In the this video , a woman shouts, “Enough is enough!” Who would disagree with her? Coincidentally, the family celebrating the birthday party were interviewed on television just a few years ago during an anti-crime rally calling for an end to the violence. Members said they hoped the rallies worked because something had to be done to stop the violence.
According to WWL, three people died and in total, nine were shot. From the station’s written account, here are some quotes:
“It’s time to end it. Enough is enough,” said Doris Stewart, the victims’ great aunt. “One baby dead, one laying in the hospital trying to survive.”
The mayor and police chief reacted with fury.
“Clearly the cowardice of these shooters must be and will be overcome by the will of the people of New Orleans. We do know that unfortunately when young children are hurt, people do come forward quick, and they come forward with good information,” Chief Ronal Serpas said.

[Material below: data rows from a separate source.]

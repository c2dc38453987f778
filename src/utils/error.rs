use thiserror::Error;

/// Failures that can stop the process from coming up. Everything after
/// startup is local to one operation or one connection and never fatal.
#[derive(Debug, Error)]
pub enum ServerError {
    #[error("configuration error: {0}")]
    Config(#[from] config::ConfigError),
    #[error("i/o error: {0}")]
    Io(#[from] std::io::Error),
}
use std::collections::HashMap;
use std::sync::{Arc, Mutex};

use tracing::debug;

use crate::broker::event::Event;
use crate::broker::registry::Registry;
use crate::broker::subscriber::{Inbox, SubscriberId, Subscription};
use crate::broker::topic::Topic;

/// Default bound of each subscriber's delivery queue.
pub const DEFAULT_QUEUE_CAPACITY: usize = 256;

/// The fan-out engine of the pub/sub system.
///
/// The broker owns the topic registry and one bounded inbox per live
/// subscriber. All registry mutation happens under a single lock, so
/// subscribes, unsubscribes, and publishes are linearizable with respect to
/// each other; the lock is never held across an await. Consumers read from
/// their own inbox and touch the broker only when (un)subscribing, so a slow
/// consumer never slows down a publisher or any other subscriber.
///
/// `Broker` is cheap to clone; clones share state.
#[derive(Debug, Clone)]
pub struct Broker {
    inner: Arc<Mutex<Inner>>,
}

#[derive(Debug)]
struct Inner {
    registry: Registry,
    subscribers: HashMap<SubscriberId, SubscriberEntry>,
    queue_capacity: usize,
}

#[derive(Debug)]
struct SubscriberEntry {
    topic: Topic,
    inbox: Arc<Inbox>,
}

impl Broker {
    /// Creates a broker whose subscriber inboxes hold at most
    /// `queue_capacity` undelivered events each; beyond that, the oldest
    /// buffered event is dropped rather than blocking the publisher.
    pub fn new(queue_capacity: usize) -> Self {
        Self {
            inner: Arc::new(Mutex::new(Inner {
                registry: Registry::new(),
                subscribers: HashMap::new(),
                queue_capacity,
            })),
        }
    }

    /// Registers a new subscriber under `topic` and returns its event stream.
    ///
    /// Registration completes before this returns, so a publish that happens
    /// right after `subscribe` is delivered even if the stream has not been
    /// polled yet.
    pub fn subscribe(&self, topic: Topic) -> Subscription {
        let id = SubscriberId::new_v4();
        let mut inner = self.inner.lock().unwrap();
        let inbox = Arc::new(Inbox::new(inner.queue_capacity));
        inner.registry.register(topic.clone(), id);
        inner.subscribers.insert(
            id,
            SubscriberEntry {
                topic: topic.clone(),
                inbox: inbox.clone(),
            },
        );
        drop(inner);
        debug!(%topic, subscriber = %id, "subscribed");
        Subscription::new(id, topic, inbox, self.clone())
    }

    /// Delivers `event` to every subscriber registered under `topic` at the
    /// time of the call, in registration order. Never blocks on a consumer
    /// and never surfaces a delivery failure to the publisher.
    pub fn publish(&self, topic: &Topic, event: Event) {
        let inner = self.inner.lock().unwrap();
        let ids = inner.registry.subscribers_of(topic);
        for id in &ids {
            if let Some(entry) = inner.subscribers.get(id) {
                entry.inbox.push(event.clone());
            }
        }
        drop(inner);
        debug!(%topic, delivered = ids.len(), "published");
    }

    /// Cancels a subscription: its stream terminates cleanly and later
    /// publishes no longer reach it. Safe to call more than once; the second
    /// call is a no-op. Also runs implicitly when a `Subscription` is
    /// dropped.
    pub fn unsubscribe(&self, id: SubscriberId) {
        let mut inner = self.inner.lock().unwrap();
        if let Some(entry) = inner.subscribers.remove(&id) {
            inner.registry.unregister(&entry.topic, id);
            entry.inbox.close();
            drop(inner);
            debug!(topic = %entry.topic, subscriber = %id, "unsubscribed");
        }
    }

    /// Number of live subscribers of a topic.
    pub fn subscriber_count(&self, topic: &Topic) -> usize {
        self.inner.lock().unwrap().registry.subscribers_of(topic).len()
    }
}

impl Default for Broker {
    fn default() -> Self {
        Self::new(DEFAULT_QUEUE_CAPACITY)
    }
}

“Both the chief and the commissioner and I and everybody else are calling on everybody who was out here. We’ve got to find these guys, and we’ve got to end this violence in the city of New Orleans,” said Mayor Mitch Landrieu.
The birthday party incident was the last of four shootings on a terribly violent day:
The picture to the left shows Brianna Allen, the 5-year-old who died. She had recently graduated from kindergarten. Brianna’s grandmother also mourns a son who was recently buried.
In other sad news, the City of Chicago experienced a plague of violence over the Memorial Day weekend. There, 40 people were shot and 11 are dead. Mayor Rahm Emmanuel said that there area a “set of economic issues” … and “a set of cultural issues” that feed into the violence that “we are not talking about.” I would say that this is also true in New Orleans, although I know some people get offended when anyone brings up the cultural issues that hurt rather than help. Perhaps we will soon be fed up enough with the cultural issues that factor into our destruction to talk about and address them with power and determination.